Evidence of enhanced systemic inflammation in stable kidney transplant recipients with low Framingham risk scores

Background While the Framingham risk score ( FRS ) predicts cardiovascular risk in the general population, it underestimates cardiovascular events in renal transplant recipients ( RTR ). Inflammation is common in RTR , and it is also a hallmark of vascular injury contributing to cardiovascular events. Objective To explore the relationship between inflammatory chemokines ( CCL family) and FRS in a stable RTR . Methods The modified FRS (2009) was used to calculate the 10‐yr probability of CVE in 150 RTR . A cross‐sectional study measured plasma levels of 14 CCL s by Luminex technique in 53% (79/150) of the cohort and 28 controls. Results 43.3% of RTR was classified as low, 16% moderate, and 40.7% high FRS . FRS correlated with eGFR and all CCLs with R of <0.2(p = n.s).

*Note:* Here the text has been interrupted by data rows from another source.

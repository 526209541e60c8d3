//! Publication of wire messages to the consumer.
//!
//! [`SharedBufferPublisher`] owns the named region and the liveness handle
//! for as long as it lives. The OS specifics sit behind [`RegionBackend`]:
//!
//! - Windows: named file mapping plus named mutex (`crate::windows`)
//! - elsewhere: a 4096-byte file mapped with `memmap2` plus a marker file
//! - tests: [`MemoryBackend`]
//!
//! Every backend shares the byte layout in [`frame`].

pub mod frame;
#[cfg(not(windows))]
mod file_region;
mod memory;

pub use frame::{REGION_SIZE, TERMINATOR_LEN, encode_utf16le, read_frame, write_frame};
#[cfg(not(windows))]
pub use file_region::{FileBackend, FileLiveness, FileRegion, default_region_dir, inspect_region};
pub use memory::{MemoryBackend, MemoryLiveness, MemoryRegion};

use serde::{Deserialize, Serialize};
use std::fmt;
use std::str::FromStr;
use tracing::{debug, info, trace, warn};

use crate::encoder::WireMessage;
use crate::{BridgeConfig, BridgeError, Result};

/// Name of the shared region the consumer maps.
pub const DEFAULT_REGION_NAME: &str = "NGSIMCONNECT";

/// Name of the liveness handle the consumer checks before reading.
pub const DEFAULT_LIVENESS_NAME: &str = "SIMLINK_PLUGIN";

/// A writable view over a named region.
pub trait MappedRegion: Send {
    /// The whole mapped region.
    fn bytes_mut(&mut self) -> &mut [u8];

    /// Make written bytes visible to other processes.
    fn flush(&mut self) -> Result<()>;

    /// Release the view.
    fn unmap(self) -> Result<()>
    where
        Self: Sized;
}

/// OS objects a publisher needs: one region and one liveness handle.
///
/// Both are created or opened by name. An object that already exists is
/// reused, never treated as a conflict.
pub trait RegionBackend: Send {
    type Region: MappedRegion;
    type Liveness: Send;

    fn open_liveness(&mut self, name: &str) -> Result<Self::Liveness>;

    fn open_region(&mut self, name: &str, size: usize) -> Result<Self::Region>;

    fn release_liveness(&mut self, liveness: Self::Liveness) -> Result<()>;
}

/// Destination for encoded telemetry.
pub trait TelemetrySink: Send {
    /// Short identifier used in logs.
    fn name(&self) -> &'static str;

    /// Publish one message, returning the payload size in bytes.
    fn publish(&mut self, message: &WireMessage) -> Result<usize>;

    /// Release everything the sink holds. Safe to call more than once.
    fn close(&mut self);
}

/// Which sink the bridge publishes to.
#[derive(Debug, Clone, Copy, PartialEq, Eq, Default, Serialize, Deserialize)]
#[serde(rename_all = "kebab-case")]
pub enum SinkKind {
    #[default]
    SharedMemory,
    Console,
}

impl SinkKind {
    pub const fn as_str(self) -> &'static str {
        match self {
            SinkKind::SharedMemory => "shared-memory",
            SinkKind::Console => "console",
        }
    }
}

impl fmt::Display for SinkKind {
    fn fmt(&self, f: &mut fmt::Formatter<'_>) -> fmt::Result {
        f.write_str(self.as_str())
    }
}

impl FromStr for SinkKind {
    type Err = BridgeError;

    fn from_str(s: &str) -> Result<Self> {
        match s {
            "shared-memory" => Ok(SinkKind::SharedMemory),
            "console" => Ok(SinkKind::Console),
            other => Err(BridgeError::config(format!(
                "unknown sink '{other}' (expected 'shared-memory' or 'console')"
            ))),
        }
    }
}

/// Publisher over a named shared region.
///
/// Opening acquires the liveness handle first, then the region, so the
/// consumer never sees the handle without a region to read. There is no
/// lock shared with the reader; a torn read is possible and accepted.
pub struct SharedBufferPublisher<B: RegionBackend> {
    backend: B,
    region_name: String,
    liveness_name: String,
    region: Option<B::Region>,
    liveness: Option<B::Liveness>,
}

impl<B: RegionBackend> SharedBufferPublisher<B> {
    /// Acquire the liveness handle and map the region.
    pub fn open(mut backend: B, region_name: &str, liveness_name: &str) -> Result<Self> {
        let liveness = backend.open_liveness(liveness_name)?;

        let region = match backend.open_region(region_name, REGION_SIZE) {
            Ok(region) => region,
            Err(e) => {
                if let Err(release_err) = backend.release_liveness(liveness) {
                    warn!("Failed to release liveness handle {}: {}", liveness_name, release_err);
                }
                return Err(e);
            }
        };

        info!(region = region_name, liveness = liveness_name, "Shared region open");
        Ok(Self {
            backend,
            region_name: region_name.to_string(),
            liveness_name: liveness_name.to_string(),
            region: Some(region),
            liveness: Some(liveness),
        })
    }

    pub fn region_name(&self) -> &str {
        &self.region_name
    }

    pub fn is_open(&self) -> bool {
        self.region.is_some()
    }

    /// The backend, for inspection.
    pub fn backend(&self) -> &B {
        &self.backend
    }
}

impl<B: RegionBackend> TelemetrySink for SharedBufferPublisher<B> {
    fn name(&self) -> &'static str {
        "shared-memory"
    }

    fn publish(&mut self, message: &WireMessage) -> Result<usize> {
        let json = message.to_json()?;
        let region = self
            .region
            .as_mut()
            .ok_or_else(|| BridgeError::region_access(&self.region_name, "publisher is closed"))?;

        let written = write_frame(region.bytes_mut(), &json)?;
        region.flush()?;

        trace!(bytes = written, "Frame written to {}", self.region_name);
        Ok(written)
    }

    fn close(&mut self) {
        if let Some(region) = self.region.take() {
            if let Err(e) = region.unmap() {
                warn!("Failed to unmap region {}: {}", self.region_name, e);
            }
        }
        if let Some(liveness) = self.liveness.take() {
            if let Err(e) = self.backend.release_liveness(liveness) {
                warn!("Failed to release liveness handle {}: {}", self.liveness_name, e);
            }
            debug!(region = %self.region_name, "Shared region closed");
        }
    }
}

impl<B: RegionBackend> Drop for SharedBufferPublisher<B> {
    fn drop(&mut self) {
        self.close();
    }
}

/// Sink printing each message as one JSON line on stdout.
///
/// Messages are framed into a scratch region first, so a message that would
/// not fit the shared region fails here as well.
pub struct ConsoleSink {
    scratch: Vec<u8>,
}

impl Default for ConsoleSink {
    fn default() -> Self {
        Self::new()
    }
}

impl ConsoleSink {
    pub fn new() -> Self {
        Self { scratch: vec![0; REGION_SIZE] }
    }
}

impl TelemetrySink for ConsoleSink {
    fn name(&self) -> &'static str {
        "console"
    }

    fn publish(&mut self, message: &WireMessage) -> Result<usize> {
        let json = message.to_json()?;
        let written = write_frame(&mut self.scratch, &json)?;
        println!("{json}");
        Ok(written)
    }

    fn close(&mut self) {}
}

/// Region backend for the current platform.
#[cfg(windows)]
pub type PlatformBackend = crate::windows::Win32Backend;

/// Region backend for the current platform.
#[cfg(not(windows))]
pub type PlatformBackend = FileBackend;

#[cfg(windows)]
fn platform_backend(_config: &BridgeConfig) -> PlatformBackend {
    crate::windows::Win32Backend::new()
}

#[cfg(not(windows))]
fn platform_backend(config: &BridgeConfig) -> PlatformBackend {
    FileBackend::new(config.shm_dir.clone().unwrap_or_else(default_region_dir))
}

/// Open the configured sink.
pub fn open_sink(config: &BridgeConfig) -> Result<Box<dyn TelemetrySink>> {
    match config.sink {
        SinkKind::SharedMemory => Ok(Box::new(SharedBufferPublisher::open(
            platform_backend(config),
            &config.region_name,
            &config.liveness_name,
        )?)),
        SinkKind::Console => Ok(Box::new(ConsoleSink::new())),
    }
}
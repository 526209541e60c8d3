//! Fixtures and doubles shared by unit tests and benchmarks.

#![cfg(any(test, feature = "benchmark"))]

use std::collections::HashMap;
use std::sync::atomic::{AtomicBool, Ordering};
use std::sync::{Arc, Mutex, PoisonError};
use tokio_util::sync::CancellationToken;

use crate::encoder::WireMessage;
use crate::offsets::{Field, Offset};
use crate::publisher::TelemetrySink;
use crate::source::{SnapshotFile, TelemetrySource};
use crate::{BridgeError, Result};

/// Raw offsets of an airliner in cruise over Seattle.
pub fn cruise_snapshot() -> SnapshotFile {
    let offsets: HashMap<Field, i64> = [
        (Field::IndicatedAirspeed, 250 * 128),
        (Field::TrueAirspeed, 412 * 128),
        (Field::GroundSpeed, 221 * 65536),
        (Field::VerticalSpeed, 0),
        (Field::IndicatedAltitude, 10_668i64 << 32),
        (Field::RadioAltitude, 10_600 * 65536),
        (Field::AltimeterPressure, 221),
        (Field::TrueHeading, 1i64 << 31),
        (Field::MagneticVariation, -1820),
        (Field::GForce, 625),
        (Field::Squawk, 0x1200),
    ]
    .into_iter()
    .collect();

    SnapshotFile { latitude: 47.4502, longitude: -122.3088, offsets }
}

/// Sink recording every message it is given.
///
/// Optionally cancels a token once a number of messages have been
/// published, which lets scheduler tests stop the loop from inside a cycle.
#[derive(Default, Clone)]
pub struct RecordingSink {
    messages: Arc<Mutex<Vec<WireMessage>>>,
    closed: Arc<AtomicBool>,
    cancel_after: Option<(usize, CancellationToken)>,
}

impl RecordingSink {
    pub fn new() -> Self {
        Self::default()
    }

    pub fn cancelling_after(count: usize, token: CancellationToken) -> Self {
        Self { cancel_after: Some((count, token)), ..Self::default() }
    }

    pub fn messages(&self) -> Vec<WireMessage> {
        self.messages.lock().unwrap_or_else(PoisonError::into_inner).clone()
    }

    pub fn is_closed(&self) -> bool {
        self.closed.load(Ordering::SeqCst)
    }
}

impl TelemetrySink for RecordingSink {
    fn name(&self) -> &'static str {
        "recording"
    }

    fn publish(&mut self, message: &WireMessage) -> Result<usize> {
        let mut messages = self.messages.lock().unwrap_or_else(PoisonError::into_inner);
        messages.push(message.clone());
        if let Some((count, token)) = &self.cancel_after {
            if messages.len() >= *count {
                token.cancel();
            }
        }
        Ok(message.to_json()?.len() * 2)
    }

    fn close(&mut self) {
        self.closed.store(true, Ordering::SeqCst);
    }
}

/// Source whose refresh always fails with a decode error.
#[derive(Default, Clone)]
pub struct FailingSource {
    disconnected: Arc<AtomicBool>,
}

impl FailingSource {
    pub fn new() -> Self {
        Self::default()
    }

    pub fn was_disconnected(&self) -> bool {
        self.disconnected.load(Ordering::SeqCst)
    }
}

#[async_trait::async_trait]
impl TelemetrySource for FailingSource {
    fn name(&self) -> &'static str {
        "failing"
    }

    async fn connect(&mut self) -> Result<()> {
        Ok(())
    }

    async fn disconnect(&mut self) -> Result<()> {
        self.disconnected.store(true, Ordering::SeqCst);
        Ok(())
    }

    async fn refresh(&mut self) -> Result<()> {
        Err(BridgeError::decode_failed("request", "simulator stopped answering"))
    }

    fn read_raw(&self, offset: &Offset) -> Result<i64> {
        Err(BridgeError::decode_failed(offset.field.name(), "no data"))
    }

    fn read_degrees(&self, offset: &Offset) -> Result<f64> {
        Err(BridgeError::decode_failed(offset.field.name(), "no data"))
    }
}
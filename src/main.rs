//! simbridge command-line entry point.

use anyhow::Context;
use clap::{Args, Parser, Subcommand};
use simbridge::{Bridge, BridgeConfig, BridgeError, SinkKind, SourceKind};
use std::path::PathBuf;
use std::process::ExitCode;
use tokio_util::sync::CancellationToken;
use tracing::{error, info, warn};
use tracing_subscriber::EnvFilter;

const DEFAULT_LOG_DIRECTIVE: &str = "simbridge=info";

#[derive(Debug, Parser)]
#[command(name = "simbridge", version, about = "Publish simulator telemetry into a shared region")]
struct Cli {
    #[command(subcommand)]
    command: Command,
}

#[derive(Debug, Subcommand)]
enum Command {
    /// Poll the source and publish until interrupted
    Run(RunArgs),
    /// Print the message currently held in the file-backed region
    Inspect(InspectArgs),
}

#[derive(Debug, Args)]
struct RunArgs {
    /// YAML configuration file
    #[arg(long, value_name = "FILE")]
    config: Option<PathBuf>,

    /// Seconds between poll cycles
    #[arg(long, value_name = "SECS")]
    interval: Option<u64>,

    /// Telemetry source: fsuipc or snapshot
    #[arg(long)]
    source: Option<SourceKind>,

    /// Snapshot file for the snapshot source
    #[arg(long, value_name = "FILE")]
    snapshot: Option<PathBuf>,

    /// Sink: shared-memory or console
    #[arg(long)]
    sink: Option<SinkKind>,

    /// Stop after this many published messages
    #[arg(long, value_name = "N")]
    cycles: Option<u64>,

    /// Directory for the file-backed region (non-Windows)
    #[arg(long, value_name = "DIR")]
    shm_dir: Option<PathBuf>,

    /// Log filter directive, overrides RUST_LOG
    #[arg(long, value_name = "FILTER")]
    log_level: Option<String>,
}

#[derive(Debug, Args)]
struct InspectArgs {
    /// Directory holding the region file
    #[arg(long, value_name = "DIR")]
    shm_dir: Option<PathBuf>,

    /// Region name
    #[arg(long, default_value = simbridge::publisher::DEFAULT_REGION_NAME)]
    region: String,
}

fn init_tracing(directive: Option<&str>) {
    let filter = match directive {
        Some(directive) => EnvFilter::new(directive),
        None => EnvFilter::try_from_default_env()
            .unwrap_or_else(|_| EnvFilter::new(DEFAULT_LOG_DIRECTIVE)),
    };
    tracing_subscriber::fmt().with_env_filter(filter).init();
}

fn build_config(args: &RunArgs) -> anyhow::Result<BridgeConfig> {
    let mut config = match &args.config {
        Some(path) => BridgeConfig::load(path)
            .with_context(|| format!("loading configuration from {}", path.display()))?,
        None => BridgeConfig::default(),
    };

    if let Some(secs) = args.interval {
        config = config.with_poll_interval_secs(secs);
    }
    if let Some(source) = args.source {
        config = config.with_source(source);
    }
    if let Some(path) = &args.snapshot {
        config = config.with_snapshot_path(path);
    }
    if let Some(sink) = args.sink {
        config = config.with_sink(sink);
    }
    if let Some(dir) = &args.shm_dir {
        config = config.with_shm_dir(dir);
    }
    Ok(config)
}

async fn run(args: RunArgs) -> anyhow::Result<()> {
    let config = build_config(&args)?;
    let mut bridge = Bridge::new(config)?;
    if let Some(cycles) = args.cycles {
        bridge = bridge.with_max_cycles(cycles);
    }

    let config = bridge.config();
    info!(
        version = env!("CARGO_PKG_VERSION"),
        source = %config.source,
        sink = %config.sink,
        interval_secs = config.poll_interval_secs,
        "Starting simbridge"
    );

    let cancel = CancellationToken::new();
    forward_shutdown_signals(cancel.clone()).context("cannot listen for shutdown signals")?;

    let summary = bridge.run(&cancel).await?;
    info!(cycles = summary.cycles, "simbridge stopped");
    Ok(())
}

/// Cancel `cancel` on Ctrl-C, or on SIGTERM where the platform has it.
///
/// The SIGTERM listener is installed before this returns, so a service
/// manager stopping the process always goes through the poll loop's release.
fn forward_shutdown_signals(
    cancel: CancellationToken,
) -> std::io::Result<tokio::task::JoinHandle<()>> {
    #[cfg(unix)]
    let mut terminate =
        tokio::signal::unix::signal(tokio::signal::unix::SignalKind::terminate())?;

    Ok(tokio::spawn(async move {
        #[cfg(unix)]
        let terminated = async move {
            terminate.recv().await;
        };
        #[cfg(not(unix))]
        let terminated = std::future::pending::<()>();
        tokio::pin!(terminated);

        tokio::select! {
            interrupted = tokio::signal::ctrl_c() => match interrupted {
                Ok(()) => info!("Interrupt received, shutting down"),
                Err(e) => {
                    warn!("Cannot listen for Ctrl-C: {}", e);
                    (&mut terminated).await;
                    info!("Termination requested, shutting down");
                }
            },
            _ = &mut terminated => info!("Termination requested, shutting down"),
        }
        cancel.cancel();
    }))
}

#[cfg(not(windows))]
fn inspect(args: InspectArgs) -> anyhow::Result<()> {
    let dir = args.shm_dir.unwrap_or_else(simbridge::publisher::default_region_dir);
    let json = simbridge::publisher::inspect_region(&dir, &args.region)?;
    if json.is_empty() {
        println!("(region is empty)");
    } else {
        let value: serde_json::Value =
            serde_json::from_str(&json).context("region does not hold JSON")?;
        println!("{}", serde_json::to_string_pretty(&value)?);
    }
    Ok(())
}

#[cfg(windows)]
fn inspect(_args: InspectArgs) -> anyhow::Result<()> {
    Err(BridgeError::unsupported_platform("Region inspection", "non-Windows (file-backed region)")
        .into())
}

fn report(err: &anyhow::Error) {
    error!("{:#}", err);
    if let Some(bridge_err) = err.downcast_ref::<BridgeError>() {
        for suggestion in bridge_err.recovery_suggestions() {
            error!("  - {}", suggestion);
        }
    }
}

#[tokio::main(flavor = "current_thread")]
async fn main() -> ExitCode {
    let cli = Cli::parse();

    let result = match cli.command {
        Command::Run(args) => {
            init_tracing(args.log_level.as_deref());
            run(args).await
        }
        Command::Inspect(args) => {
            init_tracing(None);
            inspect(args)
        }
    };

    match result {
        Ok(()) => ExitCode::SUCCESS,
        Err(e) => {
            report(&e);
            ExitCode::FAILURE
        }
    }
}

#[cfg(test)]
mod tests {
    use super::*;
    use std::time::Duration;

    #[test]
    fn run_arguments_parse() {
        let cli = Cli::try_parse_from([
            "simbridge", "run", "--source", "snapshot", "--snapshot", "cruise.yaml", "--cycles", "0",
        ])
        .unwrap();
        let Command::Run(args) = cli.command else { panic!("expected run") };
        assert_eq!(args.cycles, Some(0));
        assert_eq!(args.snapshot, Some(PathBuf::from("cruise.yaml")));
    }

    #[cfg(unix)]
    #[tokio::test]
    async fn sigterm_cancels_the_bridge() {
        let cancel = CancellationToken::new();
        let forwarder = forward_shutdown_signals(cancel.clone()).unwrap();

        let status = std::process::Command::new("kill")
            .args(["-TERM", &std::process::id().to_string()])
            .status()
            .unwrap();
        assert!(status.success());

        tokio::time::timeout(Duration::from_secs(5), forwarder).await.unwrap().unwrap();
        assert!(cancel.is_cancelled());
    }
}
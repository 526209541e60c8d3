//! Benchmarks for one poll cycle without the interval wait
//!
//! Measures each stage separately and then together:
//! - decode of the full offset table from a snapshot source
//! - encode plus JSON serialization
//! - framing into the 4096-byte region
//!
//! Platform: Cross-platform (in-memory snapshot, CI-safe)

use chrono::{TimeZone, Utc};
use criterion::{Criterion, criterion_group, criterion_main};
use simbridge::publisher::{
    DEFAULT_LIVENESS_NAME, DEFAULT_REGION_NAME, MemoryBackend, REGION_SIZE, SharedBufferPublisher,
    write_frame,
};
use simbridge::source::SnapshotSource;
use simbridge::test_utils::cruise_snapshot;
use simbridge::{TelemetryDecoder, TelemetrySink, TelemetrySource, encode};
use std::hint::black_box;

fn refreshed_source() -> SnapshotSource {
    let runtime = tokio::runtime::Builder::new_current_thread().build().unwrap();
    let mut source = SnapshotSource::from_snapshot(cruise_snapshot());
    runtime.block_on(async {
        source.connect().await.unwrap();
        source.refresh().await.unwrap();
    });
    source
}

fn bench_stages(c: &mut Criterion) {
    let source = refreshed_source();
    let decoder = TelemetryDecoder::new();
    let telemetry = decoder.decode(&source).unwrap();
    let now = Utc.timestamp_opt(1_700_000_000, 0).single().unwrap();
    let json = encode(&telemetry, now).to_json().unwrap();

    let mut group = c.benchmark_group("stages");

    group.bench_function("decode", |b| {
        b.iter(|| black_box(decoder.decode(black_box(&source)).unwrap()));
    });

    group.bench_function("encode_json", |b| {
        b.iter(|| black_box(encode(black_box(&telemetry), now).to_json().unwrap()));
    });

    let mut region = vec![0u8; REGION_SIZE];
    group.bench_function("write_frame", |b| {
        b.iter(|| black_box(write_frame(&mut region, black_box(&json)).unwrap()));
    });

    group.finish();
}

fn bench_full_cycle(c: &mut Criterion) {
    let source = refreshed_source();
    let decoder = TelemetryDecoder::new();
    let mut publisher = SharedBufferPublisher::open(
        MemoryBackend::new(),
        DEFAULT_REGION_NAME,
        DEFAULT_LIVENESS_NAME,
    )
    .unwrap();

    c.bench_function("decode_encode_publish", |b| {
        b.iter(|| {
            let telemetry = decoder.decode(&source).unwrap();
            let message = simbridge::encode_now(&telemetry);
            black_box(publisher.publish(&message).unwrap())
        });
    });

    publisher.close();
}

criterion_group!(benches, bench_stages, bench_full_cycle);
criterion_main!(benches);
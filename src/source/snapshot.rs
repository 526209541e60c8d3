//! Snapshot source backed by a YAML file of raw offset values.
//!
//! The file is re-read on every refresh, so editing it while the bridge runs
//! changes what gets published. Offsets missing from the file read as zero,
//! the same as an offset the simulator does not populate.
//!
//! ```yaml
//! latitude: 47.4502
//! longitude: -122.3088
//! offsets:
//!   indicated_airspeed: 32000   # 250 kt * 128
//!   squawk: 4608                # 0x1200
//!   paused: 0
//! ```

use serde::{Deserialize, Serialize};
use std::collections::HashMap;
use std::path::{Path, PathBuf};
use tracing::{debug, info, trace};

use super::TelemetrySource;
use crate::offsets::{Axis, DecodeKind, Field, Offset};
use crate::{BridgeError, Result};

/// On-disk snapshot layout.
#[derive(Debug, Clone, Default, PartialEq, Serialize, Deserialize)]
#[serde(deny_unknown_fields)]
pub struct SnapshotFile {
    /// Latitude in signed decimal degrees.
    #[serde(default)]
    pub latitude: f64,
    /// Longitude in signed decimal degrees.
    #[serde(default)]
    pub longitude: f64,
    /// Raw offset values keyed by field name.
    #[serde(default)]
    pub offsets: HashMap<Field, i64>,
}

impl SnapshotFile {
    /// Parse a snapshot from YAML text.
    pub fn parse(yaml: &str) -> std::result::Result<Self, serde_yaml_ng::Error> {
        serde_yaml_ng::from_str(yaml)
    }

    /// Read and parse a snapshot file.
    pub fn load(path: &Path) -> Result<Self> {
        let text =
            std::fs::read_to_string(path).map_err(|e| BridgeError::snapshot(path, e))?;
        Self::parse(&text).map_err(|e| BridgeError::snapshot(path, e))
    }
}

/// Telemetry source serving raw values from a [`SnapshotFile`].
pub struct SnapshotSource {
    path: Option<PathBuf>,
    pending: Option<SnapshotFile>,
    current: Option<SnapshotFile>,
    connected: bool,
}

impl SnapshotSource {
    /// Source that re-reads `path` on every refresh.
    pub fn from_path(path: impl Into<PathBuf>) -> Self {
        Self { path: Some(path.into()), pending: None, current: None, connected: false }
    }

    /// Source that always serves the given in-memory snapshot.
    pub fn from_snapshot(snapshot: SnapshotFile) -> Self {
        Self { path: None, pending: Some(snapshot), current: None, connected: false }
    }

    /// Path backing this source, if any.
    pub fn path(&self) -> Option<&Path> {
        self.path.as_deref()
    }

    pub fn is_connected(&self) -> bool {
        self.connected
    }

    fn snapshot(&self, field: Field) -> Result<&SnapshotFile> {
        self.current
            .as_ref()
            .ok_or_else(|| {
                BridgeError::decode_failed(field.name(), "no snapshot loaded; refresh first")
            })
    }
}

#[async_trait::async_trait]
impl TelemetrySource for SnapshotSource {
    fn name(&self) -> &'static str {
        "snapshot"
    }

    async fn connect(&mut self) -> Result<()> {
        if let Some(path) = &self.path {
            if !path.exists() {
                return Err(BridgeError::connect_failed(format!(
                    "snapshot file {} does not exist",
                    path.display()
                )));
            }
            info!(path = %path.display(), "Using snapshot telemetry source");
        } else {
            info!("Using in-memory snapshot telemetry source");
        }
        self.connected = true;
        Ok(())
    }

    async fn disconnect(&mut self) -> Result<()> {
        if self.connected {
            debug!("Snapshot source disconnected");
        }
        self.connected = false;
        self.current = None;
        Ok(())
    }

    async fn refresh(&mut self) -> Result<()> {
        if !self.connected {
            return Err(BridgeError::decode_failed("refresh", "snapshot source is not connected"));
        }

        let snapshot = match &self.path {
            Some(path) => SnapshotFile::load(path)?,
            None => self.pending.clone().unwrap_or_default(),
        };
        trace!(offsets = snapshot.offsets.len(), "Snapshot refreshed");
        self.current = Some(snapshot);
        Ok(())
    }

    fn read_raw(&self, offset: &Offset) -> Result<i64> {
        let snapshot = self.snapshot(offset.field)?;
        Ok(snapshot.offsets.get(&offset.field).copied().unwrap_or(0))
    }

    fn read_degrees(&self, offset: &Offset) -> Result<f64> {
        let snapshot = self.snapshot(offset.field)?;
        match offset.decode {
            DecodeKind::BinaryDegrees(Axis::Latitude) => Ok(snapshot.latitude),
            DecodeKind::BinaryDegrees(Axis::Longitude) => Ok(snapshot.longitude),
            _ => Err(BridgeError::decode_failed(
                offset.field.name(),
                "offset does not hold a position",
            )),
        }
    }
}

Compared with controls, CCL 1,4,8,15, and 27 were equally increased in both the high and low FRS groups (p < 0.04 and 0.03, respectively). The percentage of patients with low FRS and CCL 8,15, and 27 values above the 95% cutoff control levels was 46.1%, 76.9%, and 53.8%, respectively. Conclusions Over one half of stable RTR , including those with low FRS , have increased inflammatory chemokine levels. Inflammation is not accounted for in the FRS , and this may explain the poor performance of FRS in transplant patients.